--- RECORDS TO PROCESS ---
• • • • • • •
//! Numeric formatting for the fixed-width report.
//!
//! Report consumers parse exponents in the `1.23e+04` form and thousands
//! separated by commas, neither of which `std::fmt` produces on its own.

/// Width of the `=` banners and `-` rules between report sections.
pub const BANNER_WIDTH: usize = 80;

/// A full-width `=` banner.
pub fn banner() -> String {
    "=".repeat(BANNER_WIDTH)
}

/// A full-width `-` rule.
pub fn rule() -> String {
    "-".repeat(BANNER_WIDTH)
}

/// Scientific notation with `precision` mantissa digits and a signed,
/// zero-padded exponent: `sci(57_909_050_000.0, 2) == "5.79e+10"`.
pub fn sci(value: f64, precision: usize) -> String {
    normalize_exponent(&format!("{:.*e}", precision, value))
}

/// Shortest round-trip scientific notation: `sci_shortest(6.674e-11) == "6.674e-11"`.
pub fn sci_shortest(value: f64) -> String {
    normalize_exponent(&format!("{:e}", value))
}

fn normalize_exponent(raw: &str) -> String {
    let Some((mantissa, exponent)) = raw.split_once('e') else {
        // NaN and infinities carry no exponent
        return raw.to_string();
    };
    match exponent.parse::<i32>() {
        Ok(exp) => {
            let sign = if exp < 0 { '-' } else { '+' };
            format!("{}e{}{:02}", mantissa, sign, exp.abs())
        }
        Err(_) => raw.to_string(),
    }
}

/// Fixed-point notation with `,` between groups of three integer digits:
/// `grouped(2_439.7, 0) == "2,440"`.
pub fn grouped(value: f64, precision: usize) -> String {
    let raw = format!("{:.*}", precision, value);
    let (sign, unsigned) = match raw.strip_prefix('-') {
        Some(rest) => ("-", rest),
        None => ("", raw.as_str()),
    };
    let (int_part, frac_part) = match unsigned.split_once('.') {
        Some((int_part, frac)) => (int_part, Some(frac)),
        None => (unsigned, None),
    };
    if !int_part.bytes().all(|b| b.is_ascii_digit()) {
        return raw.clone();
    }

    let mut out = String::with_capacity(raw.len() + int_part.len() / 3);
    out.push_str(sign);
    for (i, ch) in int_part.chars().enumerate() {
        if i > 0 && (int_part.len() - i) % 3 == 0 {
            out.push(',');
        }
        out.push(ch);
    }
    if let Some(frac) = frac_part {
        out.push('.');
        out.push_str(frac);
    }
    out
}

#[cfg(test)]
mod tests {
    use super::*;

    #[test]
    fn test_banner_width() {
        assert_eq!(banner().len(), 80);
        assert!(banner().chars().all(|c| c == '='));
        assert_eq!(rule().len(), 80);
    }

    #[test]
    fn test_sci_positive_exponent() {
        assert_eq!(sci(57_909_050_000.0, 2), "5.79e+10");
        assert_eq!(sci(3.3011e23, 2), "3.30e+23");
        assert_eq!(sci(1.989e30, 3), "1.989e+30");
        assert_eq!(sci(4495.06e9, 2), "4.50e+12");
    }

    #[test]
    fn test_sci_small_values() {
        assert_eq!(sci(0.0, 2), "0.00e+00");
        assert_eq!(sci(1.5, 1), "1.5e+00");
        assert_eq!(sci(-2.5e-7, 1), "-2.5e-07");
    }

    #[test]
    fn test_sci_shortest() {
        assert_eq!(sci_shortest(6.674e-11), "6.674e-11");
        assert_eq!(sci_shortest(1.0e100), "1e+100");
    }

    #[test]
    fn test_sci_non_finite() {
        assert_eq!(sci(f64::NAN, 2), "NaN");
        assert_eq!(sci(f64::INFINITY, 2), "inf");
    }

    #[test]
    fn test_grouped() {
        assert_eq!(grouped(2_439.7, 0), "2,440");
        assert_eq!(grouped(149_597_870_700.0, 0), "149,597,870,700");
        assert_eq!(grouped(999.0, 0), "999");
        assert_eq!(grouped(-1_234.5, 1), "-1,234.5");
        assert_eq!(grouped(100_000.25, 2), "100,000.25");
    }
}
• • • • • • •
--- HOW TO COMPLETE THIS TASK ---
The full listing has to be duplicated exactly.

--- FINISHED TASK ---
//! Numeric formatting for the fixed-width report.
//!
//! Report consumers parse exponents in the `1.23e+04` form and thousands
//! separated by commas, neither of which `std::fmt` produces on its own.

/// Width of the `=` banners and `-` rules between report sections.
pub const BANNER_WIDTH: usize = 80;

/// A full-width `=` banner.
pub fn banner() -> String {
    "=".repeat(BANNER_WIDTH)
}

/// A full-width `-` rule.
pub fn rule() -> String {
    "-".repeat(BANNER_WIDTH)
}

/// Scientific notation with `precision` mantissa digits and a signed,
/// zero-padded exponent: `sci(57_909_050_000.0, 2) == "5.79e+10"`.
pub fn sci(value: f64, precision: usize) -> String {
    normalize_exponent(&format!("{:.*e}", precision, value))
}

/// Shortest round-trip scientific notation: `sci_shortest(6.674e-11) == "6.674e-11"`.
pub fn sci_shortest(value: f64) -> String {
    normalize_exponent(&format!("{:e}", value))
}

fn normalize_exponent(raw: &str) -> String {
    let Some((mantissa, exponent)) = raw.split_once('e') else {
        // NaN and infinities carry no exponent
        return raw.to_string();
    };
    match exponent.parse::<i32>() {
        Ok(exp) => {
            let sign = if exp < 0 { '-' } else { '+' };
            format!("{}e{}{:02}", mantissa, sign, exp.abs())
        }
        Err(_) => raw.to_string(),
    }
}

/// Fixed-point notation with `,` between groups of three integer digits:
/// `grouped(2_439.7, 0) == "2,440"`.
pub fn grouped(value: f64, precision: usize) -> String {
    let raw = format!("{:.*}", precision, value);
    let (sign, unsigned) = match raw.strip_prefix('-') {
        Some(rest) => ("-", rest),
        None => ("", raw.as_str()),
    };
    let (int_part, frac_part) = match unsigned.split_once('.') {
        Some((int_part, frac)) => (int_part, Some(frac)),
        None => (unsigned, None),
    };
    if !int_part.bytes().all(|b| b.is_ascii_digit()) {
        return raw.clone();
    }

    let mut out = String::with_capacity(raw.len() + int_part.len() / 3);
    out.push_str(sign);
    for (i, ch) in int_part.chars().enumerate() {
        if i > 0 && (int_part.len() - i) % 3 == 0 {
            out.push(',');
        }
        out.push(ch);
    }
    if let Some(frac) = frac_part {
        out.push('.');
        out.push_str(frac);
    }
    out
}

#[cfg(test)]
mod tests {
    use super::*;

    #[test]
    fn test_banner_width() {
        assert_eq!(banner().len(), 80);
        assert!(banner().chars().all(|c| c == '='));
        assert_eq!(rule().len(), 80);
    }

    #[test]
    fn test_sci_positive_exponent() {
        assert_eq!(sci(57_909_050_000.0, 2), "5.79e+10");
        assert_eq!(sci(3.3011e23, 2), "3.30e+23");
        assert_eq!(sci(1.989e30, 3), "1.989e+30");
        assert_eq!(sci(4495.06e9, 2), "4.50e+12");
    }

    #[test]
    fn test_sci_small_values() {
        assert_eq!(sci(0.0, 2), "0.00e+00");
        assert_eq!(sci(1.5, 1), "1.5e+00");
        assert_eq!(sci(-2.5e-7, 1), "-2.5e-07");
    }

    #[test]
    fn test_sci_shortest() {
        assert_eq!(sci_shortest(6.674e-11), "6.674e-11");
        assert_eq!(sci_shortest(1.0e100), "1e+100");
    }

    #[test]
    fn test_sci_non_finite() {
        assert_eq!(sci(f64::NAN, 2), "NaN");
        assert_eq!(sci(f64::INFINITY, 2), "inf");
    }

    #[test]
    fn test_grouped() {
        assert_eq!(grouped(2_439.7, 0), "2,440");
        assert_eq!(grouped(149_597_870_700.0, 0), "149,597,870,700");
        assert_eq!(grouped(999.0, 0), "999");
        assert_eq!(grouped(-1_234.5, 1), "-1,234.5");
        assert_eq!(grouped(100_000.25, 2), "100,000.25");
    }
}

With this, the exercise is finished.